(Problem statement): Which of the lines below contain the string "Otsu"? Pull each one out of the data.

(Recorded data):

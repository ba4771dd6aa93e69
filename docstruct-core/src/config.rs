use anyhow::{bail, Result};
use serde::{Deserialize, Serialize};
use std::time::Duration;

// Default value functions for serde
fn default_true() -> bool {
    true
}

fn default_min_skew_degrees() -> f32 {
    0.5
}

fn default_header_height_ratio() -> f32 {
    1.5
}

fn default_caps_header_max_chars() -> usize {
    50
}

fn default_adaptive_block_size() -> u32 {
    11
}

fn default_adaptive_c() -> i32 {
    2
}

fn default_kernel_length() -> u32 {
    25
}

fn default_open_iterations() -> u32 {
    2
}

fn default_min_region_side() -> i32 {
    50 // pixels, not normalized by resolution
}

fn default_region_confidence() -> f32 {
    0.8
}

fn default_tesseract_command() -> String {
    "tesseract".to_string()
}

fn default_language() -> String {
    "eng".to_string()
}

fn default_psm() -> u32 {
    3 // fully automatic page segmentation, no OSD
}

fn default_oem() -> u32 {
    3 // default engine (LSTM where available)
}

#[derive(Debug, Clone, Default, Serialize, Deserialize)]
pub struct EngineConfig {
    #[serde(default)]
    pub skew: SkewCorrectionConfig,
    #[serde(default)]
    pub enhancement: EnhancementConfig,
    #[serde(default)]
    pub layout: BlockClassificationConfig,
    #[serde(default)]
    pub tables: TableDetectionConfig,
    #[serde(default)]
    pub recognizer: RecognizerConfig,
    /// Abort the whole request after this many milliseconds
    #[serde(default)]
    pub timeout_ms: Option<u64>,
}

#[derive(Debug, Clone, Serialize, Deserialize)]
pub struct SkewCorrectionConfig {
    #[serde(default = "default_true")]
    pub enabled: bool,
    /// Angles below this magnitude are left alone
    #[serde(default = "default_min_skew_degrees")]
    pub min_angle_degrees: f32,
}

impl Default for SkewCorrectionConfig {
    fn default() -> Self {
        Self {
            enabled: true,
            min_angle_degrees: default_min_skew_degrees(),
        }
    }
}

#[derive(Debug, Clone, Copy, Default, PartialEq, Eq, Serialize, Deserialize)]
#[serde(rename_all = "snake_case")]
pub enum EnhancementMode {
    /// Hand the grayscale image to the recognizer, which binarizes internally
    #[default]
    Grayscale,
    /// Otsu-binarize before recognition (dark text on white)
    Otsu,
}

#[derive(Debug, Clone, Default, Serialize, Deserialize)]
pub struct EnhancementConfig {
    #[serde(default)]
    pub mode: EnhancementMode,
}

#[derive(Debug, Clone, Serialize, Deserialize)]
pub struct BlockClassificationConfig {
    /// Lines taller than median * ratio are headers
    #[serde(default = "default_header_height_ratio")]
    pub header_height_ratio: f32,
    /// All-caps lines shorter than this (in characters) and taller than the median are headers
    #[serde(default = "default_caps_header_max_chars")]
    pub caps_header_max_chars: usize,
}

impl Default for BlockClassificationConfig {
    fn default() -> Self {
        Self {
            header_height_ratio: default_header_height_ratio(),
            caps_header_max_chars: default_caps_header_max_chars(),
        }
    }
}

#[derive(Debug, Clone, Serialize, Deserialize)]
pub struct TableDetectionConfig {
    #[serde(default = "default_true")]
    pub enabled: bool,
    /// Neighbourhood size for adaptive mean thresholding (odd)
    #[serde(default = "default_adaptive_block_size")]
    pub adaptive_block_size: u32,
    /// Constant subtracted from the neighbourhood mean
    #[serde(default = "default_adaptive_c")]
    pub adaptive_c: i32,
    #[serde(default = "default_kernel_length")]
    pub horizontal_kernel_length: u32,
    #[serde(default = "default_kernel_length")]
    pub vertical_kernel_length: u32,
    #[serde(default = "default_open_iterations")]
    pub open_iterations: u32,
    /// Regions must be strictly wider than this
    #[serde(default = "default_min_region_side")]
    pub min_region_width: i32,
    /// Regions must be strictly taller than this
    #[serde(default = "default_min_region_side")]
    pub min_region_height: i32,
    #[serde(default = "default_region_confidence")]
    pub region_confidence: f32,
}

impl Default for TableDetectionConfig {
    fn default() -> Self {
        Self {
            enabled: true,
            adaptive_block_size: default_adaptive_block_size(),
            adaptive_c: default_adaptive_c(),
            horizontal_kernel_length: default_kernel_length(),
            vertical_kernel_length: default_kernel_length(),
            open_iterations: default_open_iterations(),
            min_region_width: default_min_region_side(),
            min_region_height: default_min_region_side(),
            region_confidence: default_region_confidence(),
        }
    }
}

#[derive(Debug, Clone, Serialize, Deserialize)]
pub struct RecognizerConfig {
    /// Path or name of the tesseract binary
    #[serde(default = "default_tesseract_command")]
    pub command: String,
    #[serde(default = "default_language")]
    pub language: String,
    #[serde(default = "default_psm")]
    pub page_segmentation_mode: u32,
    #[serde(default = "default_oem")]
    pub engine_mode: u32,
    #[serde(default)]
    pub tessdata_dir: Option<String>,
}

impl Default for RecognizerConfig {
    fn default() -> Self {
        Self {
            command: default_tesseract_command(),
            language: default_language(),
            page_segmentation_mode: default_psm(),
            engine_mode: default_oem(),
            tessdata_dir: None,
        }
    }
}

impl EngineConfig {
    /// Load config from a YAML file
    pub fn load_from_file(path: &str) -> Result<Self> {
        let content = std::fs::read_to_string(path)?;
        let config: EngineConfig = serde_yaml::from_str(&content)?;
        config.validate()?;
        Ok(config)
    }

    /// Load config with fallback to default
    pub fn load_with_fallback(path: Option<&str>) -> Self {
        match path {
            Some(p) => Self::load_from_file(p).unwrap_or_else(|e| {
                log::warn!("Failed to load config from {}: {}, using defaults", p, e);
                Self::default()
            }),
            None => Self::default(),
        }
    }

    /// Apply `TESSERACT_CMD` / `TESSDATA_DIR` from the process environment
    pub fn apply_env_overrides(&mut self) {
        if let Ok(cmd) = std::env::var("TESSERACT_CMD") {
            if !cmd.is_empty() {
                self.recognizer.command = cmd;
            }
        }
        if let Ok(dir) = std::env::var("TESSDATA_DIR") {
            if !dir.is_empty() {
                self.recognizer.tessdata_dir = Some(dir);
            }
        }
    }

    pub fn timeout(&self) -> Option<Duration> {
        self.timeout_ms.map(Duration::from_millis)
    }

    pub fn validate(&self) -> Result<()> {
        let min_angle = self.skew.min_angle_degrees;
        if !min_angle.is_finite() || min_angle < 0.0 {
            bail!("skew.min_angle_degrees must be a non-negative number");
        }
        let ratio = self.layout.header_height_ratio;
        if !ratio.is_finite() || ratio <= 0.0 {
            bail!("layout.header_height_ratio must be a positive number");
        }
        let tables = &self.tables;
        if tables.adaptive_block_size < 3 || tables.adaptive_block_size % 2 == 0 {
            bail!(
                "tables.adaptive_block_size must be odd and at least 3, got {}",
                tables.adaptive_block_size
            );
        }
        if tables.horizontal_kernel_length == 0 || tables.vertical_kernel_length == 0 {
            bail!("tables kernel lengths must be positive");
        }
        if tables.open_iterations == 0 {
            bail!("tables.open_iterations must be at least 1");
        }
        if !(0.0..=1.0).contains(&tables.region_confidence) {
            bail!("tables.region_confidence must be within [0, 1]");
        }
        if self.recognizer.command.trim().is_empty() {
            bail!("recognizer.command must not be empty");
        }
        Ok(())
    }
}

(The completed task):
    /// Otsu-binarize before recognition (dark text on white)
    Otsu,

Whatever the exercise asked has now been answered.